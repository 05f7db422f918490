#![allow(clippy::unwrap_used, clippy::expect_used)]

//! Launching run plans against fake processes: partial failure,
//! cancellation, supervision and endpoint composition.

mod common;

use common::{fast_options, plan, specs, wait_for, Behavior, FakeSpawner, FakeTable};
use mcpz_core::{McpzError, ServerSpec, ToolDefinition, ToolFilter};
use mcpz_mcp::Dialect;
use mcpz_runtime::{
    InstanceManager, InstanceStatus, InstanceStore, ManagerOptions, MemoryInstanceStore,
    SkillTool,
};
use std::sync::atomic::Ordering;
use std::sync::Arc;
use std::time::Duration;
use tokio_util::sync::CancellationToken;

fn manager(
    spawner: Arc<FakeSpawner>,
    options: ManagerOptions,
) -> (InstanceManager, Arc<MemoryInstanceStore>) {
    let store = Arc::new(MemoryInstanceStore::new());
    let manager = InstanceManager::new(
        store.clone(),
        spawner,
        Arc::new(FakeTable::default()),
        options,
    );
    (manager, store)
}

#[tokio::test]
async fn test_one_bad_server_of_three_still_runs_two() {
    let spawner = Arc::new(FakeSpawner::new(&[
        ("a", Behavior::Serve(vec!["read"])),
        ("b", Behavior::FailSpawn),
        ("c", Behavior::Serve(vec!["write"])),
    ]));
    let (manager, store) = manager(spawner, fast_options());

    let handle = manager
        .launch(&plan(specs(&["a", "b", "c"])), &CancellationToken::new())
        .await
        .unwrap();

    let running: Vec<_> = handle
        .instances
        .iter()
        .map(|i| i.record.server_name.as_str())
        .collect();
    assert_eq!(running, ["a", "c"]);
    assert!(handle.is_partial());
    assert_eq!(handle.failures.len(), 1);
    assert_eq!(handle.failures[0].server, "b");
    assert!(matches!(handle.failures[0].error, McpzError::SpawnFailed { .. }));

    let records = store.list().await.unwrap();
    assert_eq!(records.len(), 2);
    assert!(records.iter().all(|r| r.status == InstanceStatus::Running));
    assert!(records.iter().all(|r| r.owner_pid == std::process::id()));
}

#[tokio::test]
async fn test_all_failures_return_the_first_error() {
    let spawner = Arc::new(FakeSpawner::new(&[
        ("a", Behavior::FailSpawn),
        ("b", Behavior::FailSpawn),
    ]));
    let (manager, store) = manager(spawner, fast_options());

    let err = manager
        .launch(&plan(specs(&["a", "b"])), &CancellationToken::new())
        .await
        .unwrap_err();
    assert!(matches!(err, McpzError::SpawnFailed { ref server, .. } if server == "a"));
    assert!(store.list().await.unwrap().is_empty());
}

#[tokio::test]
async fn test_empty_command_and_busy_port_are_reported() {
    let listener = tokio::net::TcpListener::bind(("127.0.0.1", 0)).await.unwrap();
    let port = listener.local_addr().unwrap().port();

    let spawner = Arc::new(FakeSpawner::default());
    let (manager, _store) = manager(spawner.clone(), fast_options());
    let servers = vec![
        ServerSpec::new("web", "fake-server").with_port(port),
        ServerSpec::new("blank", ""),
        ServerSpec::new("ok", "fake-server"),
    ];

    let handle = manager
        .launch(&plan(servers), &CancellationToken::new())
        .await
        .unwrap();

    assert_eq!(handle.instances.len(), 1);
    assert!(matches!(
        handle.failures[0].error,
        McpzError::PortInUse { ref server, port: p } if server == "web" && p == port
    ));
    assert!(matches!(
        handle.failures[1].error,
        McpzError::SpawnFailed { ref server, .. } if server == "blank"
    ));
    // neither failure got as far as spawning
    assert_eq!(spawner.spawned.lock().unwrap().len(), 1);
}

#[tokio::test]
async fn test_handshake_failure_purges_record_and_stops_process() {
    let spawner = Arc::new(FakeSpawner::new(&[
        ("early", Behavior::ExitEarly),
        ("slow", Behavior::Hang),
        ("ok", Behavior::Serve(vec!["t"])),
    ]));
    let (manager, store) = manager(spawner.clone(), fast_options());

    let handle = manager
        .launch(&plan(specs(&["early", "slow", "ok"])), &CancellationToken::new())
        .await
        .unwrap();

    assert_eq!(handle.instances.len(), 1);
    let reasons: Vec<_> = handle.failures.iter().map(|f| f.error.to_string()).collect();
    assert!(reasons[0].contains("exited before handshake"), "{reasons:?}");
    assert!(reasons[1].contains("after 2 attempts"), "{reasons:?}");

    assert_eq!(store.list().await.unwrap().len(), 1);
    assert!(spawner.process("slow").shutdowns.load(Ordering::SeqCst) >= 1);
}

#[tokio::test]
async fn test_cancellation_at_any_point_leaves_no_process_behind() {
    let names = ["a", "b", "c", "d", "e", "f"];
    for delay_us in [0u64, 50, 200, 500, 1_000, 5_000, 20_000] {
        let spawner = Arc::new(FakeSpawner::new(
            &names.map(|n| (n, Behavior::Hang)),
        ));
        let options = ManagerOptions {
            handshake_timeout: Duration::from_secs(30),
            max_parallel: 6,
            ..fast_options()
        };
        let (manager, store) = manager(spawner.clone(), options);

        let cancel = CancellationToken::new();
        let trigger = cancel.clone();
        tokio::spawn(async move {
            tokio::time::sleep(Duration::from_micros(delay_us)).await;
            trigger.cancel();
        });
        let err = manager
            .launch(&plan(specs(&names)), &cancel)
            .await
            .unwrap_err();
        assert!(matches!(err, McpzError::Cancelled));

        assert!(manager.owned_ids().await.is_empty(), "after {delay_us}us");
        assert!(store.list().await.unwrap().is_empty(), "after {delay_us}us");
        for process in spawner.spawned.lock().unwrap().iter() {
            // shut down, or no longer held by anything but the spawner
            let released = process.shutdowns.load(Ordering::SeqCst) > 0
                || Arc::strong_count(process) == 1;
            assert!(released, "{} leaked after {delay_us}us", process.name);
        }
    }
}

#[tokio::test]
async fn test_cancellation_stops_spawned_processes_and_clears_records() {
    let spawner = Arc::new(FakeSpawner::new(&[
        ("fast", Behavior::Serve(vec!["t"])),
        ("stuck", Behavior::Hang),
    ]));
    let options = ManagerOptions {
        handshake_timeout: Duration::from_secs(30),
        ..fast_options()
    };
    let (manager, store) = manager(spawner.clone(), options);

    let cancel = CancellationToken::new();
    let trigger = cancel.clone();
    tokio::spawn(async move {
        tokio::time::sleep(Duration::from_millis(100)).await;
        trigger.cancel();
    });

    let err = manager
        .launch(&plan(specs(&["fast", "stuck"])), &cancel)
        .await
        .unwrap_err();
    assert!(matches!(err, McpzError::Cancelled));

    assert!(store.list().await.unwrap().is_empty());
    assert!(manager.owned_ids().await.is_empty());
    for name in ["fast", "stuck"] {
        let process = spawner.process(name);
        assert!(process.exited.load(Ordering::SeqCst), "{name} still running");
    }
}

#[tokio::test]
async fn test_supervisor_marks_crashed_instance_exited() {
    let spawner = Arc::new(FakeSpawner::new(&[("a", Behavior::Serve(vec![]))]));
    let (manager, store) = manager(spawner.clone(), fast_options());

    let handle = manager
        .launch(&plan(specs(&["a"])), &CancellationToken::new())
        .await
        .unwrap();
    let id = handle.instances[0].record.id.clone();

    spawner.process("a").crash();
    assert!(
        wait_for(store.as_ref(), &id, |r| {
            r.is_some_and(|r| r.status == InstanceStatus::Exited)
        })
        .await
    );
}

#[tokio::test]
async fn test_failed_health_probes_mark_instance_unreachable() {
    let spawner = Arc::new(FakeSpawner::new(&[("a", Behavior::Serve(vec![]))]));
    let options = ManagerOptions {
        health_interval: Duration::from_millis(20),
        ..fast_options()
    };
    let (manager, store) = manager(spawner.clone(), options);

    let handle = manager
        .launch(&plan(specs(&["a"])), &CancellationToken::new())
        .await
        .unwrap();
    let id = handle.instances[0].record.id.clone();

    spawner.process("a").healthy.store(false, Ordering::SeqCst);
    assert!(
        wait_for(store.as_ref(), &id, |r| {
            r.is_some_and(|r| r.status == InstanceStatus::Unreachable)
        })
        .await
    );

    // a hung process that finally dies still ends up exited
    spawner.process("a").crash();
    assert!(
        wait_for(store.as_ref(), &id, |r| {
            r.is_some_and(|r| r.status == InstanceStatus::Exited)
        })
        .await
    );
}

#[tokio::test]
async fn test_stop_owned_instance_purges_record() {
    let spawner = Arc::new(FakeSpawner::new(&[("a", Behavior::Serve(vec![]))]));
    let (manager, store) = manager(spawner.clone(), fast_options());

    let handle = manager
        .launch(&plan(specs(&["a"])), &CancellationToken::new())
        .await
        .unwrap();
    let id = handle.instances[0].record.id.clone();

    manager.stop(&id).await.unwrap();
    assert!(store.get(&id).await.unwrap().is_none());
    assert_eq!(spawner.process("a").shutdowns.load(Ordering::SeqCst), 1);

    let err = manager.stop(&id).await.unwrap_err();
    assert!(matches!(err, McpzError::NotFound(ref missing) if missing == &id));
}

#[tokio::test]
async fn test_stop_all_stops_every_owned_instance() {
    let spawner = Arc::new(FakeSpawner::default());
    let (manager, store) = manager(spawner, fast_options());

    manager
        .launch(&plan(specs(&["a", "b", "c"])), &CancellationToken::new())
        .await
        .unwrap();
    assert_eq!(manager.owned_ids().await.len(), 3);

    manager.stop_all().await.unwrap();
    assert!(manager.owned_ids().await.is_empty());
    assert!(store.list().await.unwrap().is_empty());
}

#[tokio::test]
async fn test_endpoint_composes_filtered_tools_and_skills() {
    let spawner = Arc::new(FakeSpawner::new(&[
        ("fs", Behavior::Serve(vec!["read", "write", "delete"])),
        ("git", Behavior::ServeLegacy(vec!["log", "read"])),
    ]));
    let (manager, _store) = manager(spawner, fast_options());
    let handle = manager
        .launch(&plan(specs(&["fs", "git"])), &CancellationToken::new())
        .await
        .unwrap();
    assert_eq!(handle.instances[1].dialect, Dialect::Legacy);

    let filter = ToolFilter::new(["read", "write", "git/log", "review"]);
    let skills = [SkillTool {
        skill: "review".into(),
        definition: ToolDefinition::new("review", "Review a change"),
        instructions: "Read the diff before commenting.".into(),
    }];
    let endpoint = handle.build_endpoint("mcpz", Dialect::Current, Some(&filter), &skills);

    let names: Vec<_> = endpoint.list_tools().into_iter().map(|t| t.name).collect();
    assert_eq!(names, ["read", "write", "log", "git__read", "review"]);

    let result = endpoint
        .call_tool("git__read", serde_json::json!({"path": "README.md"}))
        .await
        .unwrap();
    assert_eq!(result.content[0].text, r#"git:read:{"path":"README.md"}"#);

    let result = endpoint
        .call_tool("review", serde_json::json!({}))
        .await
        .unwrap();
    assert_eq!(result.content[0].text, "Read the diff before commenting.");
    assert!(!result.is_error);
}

_EXERCISE BRIEF_.
Scan the material above for the string "sleep". Return each line where it occurs.

_YOUR SOLUTION_.
            tokio::time::sleep(Duration::from_micros(delay_us)).await;
        tokio::time::sleep(Duration::from_millis(100)).await;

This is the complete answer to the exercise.